Ein Ernährungsplan für Golfer
Golf trainiert alle Körperteile und erfordert Herz, Kreislauf, Kraft und Flexibilität. Ein typisches Golfspiel, zu dem Spazier- und Trageclubs zählen, kann durchschnittlich 330 Kalorien pro Stunde verbrennen. Die Ernährung ist ein wichtiger Aspekt Ihres Golfspiels, da sie die Bedürfnisse Ihres Körpers während des Sports unterstützt. Außerhalb Ihres Spiels oder Ihrer Übung ist es jedoch wichtig, eine ausgewogene Ernährung aufrechtzuerhalten. Die richtige Flüssigkeitszufuhr und eine Vielzahl nahrhafter Lebensmittel können dazu beitragen, dass Sie den Kurs gut abschneiden.
Protein und Kohlenhydrate sind ein wichtiger Aspekt einer Golfspieler-Diät, um Muskelermüdung zu verhindern und die Fertigkeit und Leistungsfähigkeit zu erhalten. (Bild: kzenon / iStock / Getty Images)Hydratation
Wasser ist wichtig für den menschlichen Körper, da es die Zellen beim Transport von Nährstoffen unterstützt, Abfall eliminiert und die Körpertemperatur reguliert und aufrechterhalten wird. Wenn Sie sich durstig fühlen, bewegt sich Ihr Körper bereits in Richtung Dehydrierung. Daher ist es wichtig, Wasser zu trinken, bevor Sie jemals Durst spüren. Während des Trainings oder einer Runde Golf empfiehlt das American College of Sports Medicine, alle 15 bis 20 Minuten 3 bis 8 Flüssigunzen Wasser zu trinken.
Essen vor dem Golf
Die Sport-, Herz-Kreislauf- und Wellness-Ernährungsgruppe empfiehlt, Ihren Körper vor dem Beginn eines Spiels oder Trainings zu tanken. Dazu gehört ein kohlenhydratreicher Snack oder eine Mahlzeit zum Auffüllen der Muskelvorräte. Protein ist auch wichtig, um Muskeln aufzubauen und zu reparieren, und hilft, Schmerzen nach dem Training zu reduzieren.

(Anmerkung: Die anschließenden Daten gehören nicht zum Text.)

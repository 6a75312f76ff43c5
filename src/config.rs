//! Client configuration sourced from environment variables.

use thiserror::Error;

pub const BACKEND_URL_VAR: &str = "CARSOCIAL_BACKEND_URL";
pub const ANON_KEY_VAR: &str = "CARSOCIAL_ANON_KEY";
pub const STORAGE_URL_VAR: &str = "CARSOCIAL_STORAGE_URL";
pub const PAGE_SIZE_VAR: &str = "CARSOCIAL_PAGE_SIZE";
pub const RECONCILE_VAR: &str = "CARSOCIAL_RECONCILE";

const DEFAULT_PAGE_SIZE: usize = 50;
const DEFAULT_RECONCILE: bool = true;

#[derive(Debug, Clone, PartialEq, Eq, Error)]
pub enum ConfigError {
    #[error("missing required environment variable {0}")]
    Missing(&'static str),
    #[error("invalid value {value:?} for {var}")]
    Invalid { var: &'static str, value: String },
}

#[derive(Debug, Clone, PartialEq, Eq)]
pub struct ClientConfig {
    // Base URL of the hosted backend, without the `/rest/v1` suffix.
    pub backend_url: String,
    // Publishable key sent with every request.
    pub anon_key: String,
    // Base URL for public object URLs; defaults to the backend URL.
    pub storage_url: String,
    // Upper bound on rows fetched by a list operation.
    pub page_size: usize,
    // Refetch a store after a successful create so server defaults show up.
    pub reconcile_after_write: bool,
}

impl ClientConfig {
    pub fn new(backend_url: impl Into<String>, anon_key: impl Into<String>) -> Self {
        let backend_url = backend_url.into().trim_end_matches('/').to_string();
        Self {
            storage_url: backend_url.clone(),
            backend_url,
            anon_key: anon_key.into(),
            page_size: DEFAULT_PAGE_SIZE,
            reconcile_after_write: DEFAULT_RECONCILE,
        }
    }

    /// Config for tests and in-memory use; nothing is ever contacted.
    pub fn local() -> Self {
        Self::new("http://localhost:54321", "local-anon-key")
    }

    pub fn with_page_size(mut self, page_size: usize) -> Self {
        self.page_size = page_size.max(1);
        self
    }

    pub fn with_reconcile(mut self, reconcile: bool) -> Self {
        self.reconcile_after_write = reconcile;
        self
    }

    pub fn from_env() -> Result<Self, ConfigError> {
        Self::from_lookup(|var| std::env::var(var).ok())
    }

    /// Build from an arbitrary variable source. Blank values count as unset.
    pub fn from_lookup<F>(lookup: F) -> Result<Self, ConfigError>
    where
        F: Fn(&str) -> Option<String>,
    {
        let get = |var: &str| lookup(var).map(|v| v.trim().to_string()).filter(|v| !v.is_empty());

        let backend_url = get(BACKEND_URL_VAR).ok_or(ConfigError::Missing(BACKEND_URL_VAR))?;
        if !backend_url.starts_with("http://") && !backend_url.starts_with("https://") {
            return Err(ConfigError::Invalid {
                var: BACKEND_URL_VAR,
                value: backend_url,
            });
        }
        let anon_key = get(ANON_KEY_VAR).ok_or(ConfigError::Missing(ANON_KEY_VAR))?;

        let mut config = Self::new(backend_url, anon_key);
        if let Some(storage_url) = get(STORAGE_URL_VAR) {
            config.storage_url = storage_url.trim_end_matches('/').to_string();
        }
        if let Some(value) = get(PAGE_SIZE_VAR) {
            config.page_size = match value.parse::<usize>() {
                Ok(size) if size > 0 => size,
                _ => {
                    return Err(ConfigError::Invalid {
                        var: PAGE_SIZE_VAR,
                        value,
                    })
                }
            };
        }
        if let Some(value) = get(RECONCILE_VAR) {
            config.reconcile_after_write = parse_bool(&value).ok_or(ConfigError::Invalid {
                var: RECONCILE_VAR,
                value,
            })?;
        }
        Ok(config)
    }
}

fn parse_bool(value: &str) -> Option<bool> {
    match value.to_ascii_lowercase().as_str() {
        "1" | "true" | "yes" | "on" => Some(true),
        "0" | "false" | "no" | "off" => Some(false),
        _ => None,
    }
}
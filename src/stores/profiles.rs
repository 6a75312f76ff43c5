use crate::cache::{CacheStore, Placement};
use crate::context::{require_text, StoreContext};
use crate::domain::{Car, Listing, Profile, ProfilePatch, ProfileView};
use crate::error::{StoreError, StoreResult};
use crate::fetch::CollectionsExt;
use crate::query::Query;
use crate::resolve::{or_empty, resolve_grouped, ForeignKeySet, LookupMap};
use crate::storage::AVATARS;

/// Profiles that have been opened, with avatar URL and activity counts.
#[derive(Clone)]
pub struct ProfileStore {
    ctx: StoreContext,
    profiles: CacheStore<ProfileView>,
}

async fn load_profile(ctx: &StoreContext, user_id: &str) -> StoreResult<ProfileView> {
    let backend = ctx.backend();
    let profile = backend.collection::<Profile>().get(user_id).await?;

    let keys = ForeignKeySet::collect(std::slice::from_ref(&profile), |p| Some(p.id.as_str()));
    let cars: LookupMap<Vec<Car>> = or_empty(
        resolve_grouped(backend, &keys, "owner_id", Query::new(), |c: &Car| c.owner_id.as_str()).await,
        "cars.owner_id",
    );
    let listings: LookupMap<Vec<Listing>> = or_empty(
        resolve_grouped(backend, &keys, "seller_id", Query::new(), |l: &Listing| {
            l.seller_id.as_str()
        })
        .await,
        "listings.seller_id",
    );

    Ok(ProfileView {
        avatar_url: ctx.storage.optional_url(AVATARS, profile.avatar_path.as_deref()),
        car_count: cars.count(&profile.id),
        listing_count: listings.count(&profile.id),
        profile,
    })
}

impl ProfileStore {
    pub fn new(ctx: StoreContext) -> Self {
        Self {
            ctx,
            profiles: CacheStore::new("profiles"),
        }
    }

    pub fn profiles(&self) -> &CacheStore<ProfileView> {
        &self.profiles
    }

    pub fn get(&self, user_id: &str) -> Option<ProfileView> {
        self.profiles.get(user_id)
    }

    /// Load one profile into the cache, keeping other loaded profiles.
    ///
    /// A missing profile is `NotFound`. Only a newer load of the same user
    /// supersedes this one in the cache; the caller still gets its result.
    pub async fn load(&self, user_id: &str) -> StoreResult<ProfileView> {
        let ticket = self.profiles.begin_item_fetch(user_id);
        let result = load_profile(&self.ctx, user_id).await;
        let _ = self
            .profiles
            .finish_item_fetch(user_id, ticket, result.clone(), Placement::Front);
        self.ctx.report_failure("load_profile", result)
    }

    pub async fn update_own_profile(&self, patch: ProfilePatch) -> StoreResult<ProfileView> {
        let result = self.update_own_profile_inner(patch).await;
        self.ctx.report("update_profile", "Profile updated", result)
    }

    async fn update_own_profile_inner(&self, patch: ProfilePatch) -> StoreResult<ProfileView> {
        let user = self.ctx.require_user()?;
        if let Some(username) = &patch.username {
            require_text("username", username)?;
        }

        let backend = self.ctx.backend();
        let stored = self
            .profiles
            .mutate(async {
                backend
                    .collection::<Profile>()
                    .update(&user.user_id, &patch)
                    .await
                    .map_err(StoreError::from)
            })
            .await?;

        let avatar_url = self
            .ctx
            .storage
            .optional_url(AVATARS, stored.avatar_path.as_deref());
        let view = match self.profiles.get(&user.user_id) {
            Some(cached) => ProfileView {
                profile: stored,
                avatar_url,
                ..cached
            },
            None => ProfileView {
                profile: stored,
                avatar_url,
                car_count: 0,
                listing_count: 0,
            },
        };
        if !self.profiles.replace(view.clone()) {
            self.profiles.insert(view.clone(), Placement::Front);
        }
        Ok(view)
    }
}
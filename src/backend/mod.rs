//! Backend - the remote table contract the aggregation layer is written against.
//!
//! Rows cross this boundary as JSON objects; typing happens one layer up, in
//! [`Collection`](crate::Collection).

mod memory;
#[cfg(feature = "rest")]
mod rest;

use async_trait::async_trait;
use serde_json::Value;

use crate::error::BackendResult;
use crate::query::Query;

pub use memory::{Call, InMemoryBackend};
#[cfg(feature = "rest")]
pub use rest::RestBackend;

/// Remote operations, as recorded by [`InMemoryBackend`] and used for
/// failure injection.
#[derive(Debug, Clone, Copy, PartialEq, Eq, Hash)]
pub enum Op {
    Select,
    Insert,
    Update,
    Delete,
}

/// Remote table-like storage.
///
/// Every call is attempted exactly once; implementations do not retry.
#[async_trait]
pub trait Backend: Send + Sync {
    /// Rows of `collection` matching `query`. No match is an empty vector.
    async fn select(&self, collection: &str, query: &Query) -> BackendResult<Vec<Value>>;

    /// Insert one row and return it as stored.
    async fn insert(&self, collection: &str, row: Value) -> BackendResult<Value>;

    /// Shallow-merge `patch` into the row with `id` and return the result.
    /// Fails with `NotFound` when no such row exists.
    async fn update(&self, collection: &str, id: &str, patch: Value) -> BackendResult<Value>;

    /// Delete the row with `id`. Deleting a missing row succeeds.
    async fn delete(&self, collection: &str, id: &str) -> BackendResult<()>;

    /// Delete every row matching `query`; returns how many were removed.
    async fn delete_where(&self, collection: &str, query: &Query) -> BackendResult<u64>;
}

Eine Mahlzeit oder ein Snack vor dem Spiel kann ein Fleischsandwich mit Vollkornbrot, ein Apfel mit Erdnussbutter oder Hüttenkäse mit Trauben sein. Wählen Sie keine Nahrungsmittel in Ihrer Mahlzeit oder einen Snack, die schwer verdaulich sind, wie beispielsweise ballaststoffreiche oder fettreiche Nahrungsmittel.
Tanken während des Spiels
Während Ihres Golfspiels oder Ihrer Übung müssen Sie die verwendeten Flüssigkeiten und Energie auffüllen. Nutzen Sie die Pausen, um einen Snack zu sich zu nehmen. Durch das Essen werden die Kohlenhydratspeicher wieder aufgefüllt, um die Konzentration und die Genauigkeit Ihrer Schüsse zu erhalten. Probieren Sie einfach zu verdauende Kohlenhydrate wie ein Stück Obst, einen Sport- oder Müsliriegel oder ein Sportgetränk mit schnellem Zucker und Flüssigkeit.
Vom Golf erholen
Recovery-Ernährung hilft Ihrem Körper dabei, Flüssigkeiten, Elektrolyte und Muskelglykogen wiederherzustellen sowie Muskelwachstum zu reparieren und zu stimulieren. Damit sich Ihr Körper erholen kann, wird es von der Sport-, Herz-Kreislauf- und Wellness-Ernährungsgruppe empfohlen, innerhalb von 15 bis 30 Minuten nach Ihrer Golf- oder Übungsrunde einen Snack oder eine Mahlzeit mit Flüssigkeiten, Eiweiß und Kohlenhydraten zu sich zu nehmen. Zu den leichten Kohlenhydrat- und Eiweiß-Snacks gehören Schokoladenmilch, Smoothies auf Milchbasis oder eine ausgewogene Mahlzeit mit magerem Fleisch, Vollkornprodukten und Obst oder Gemüse.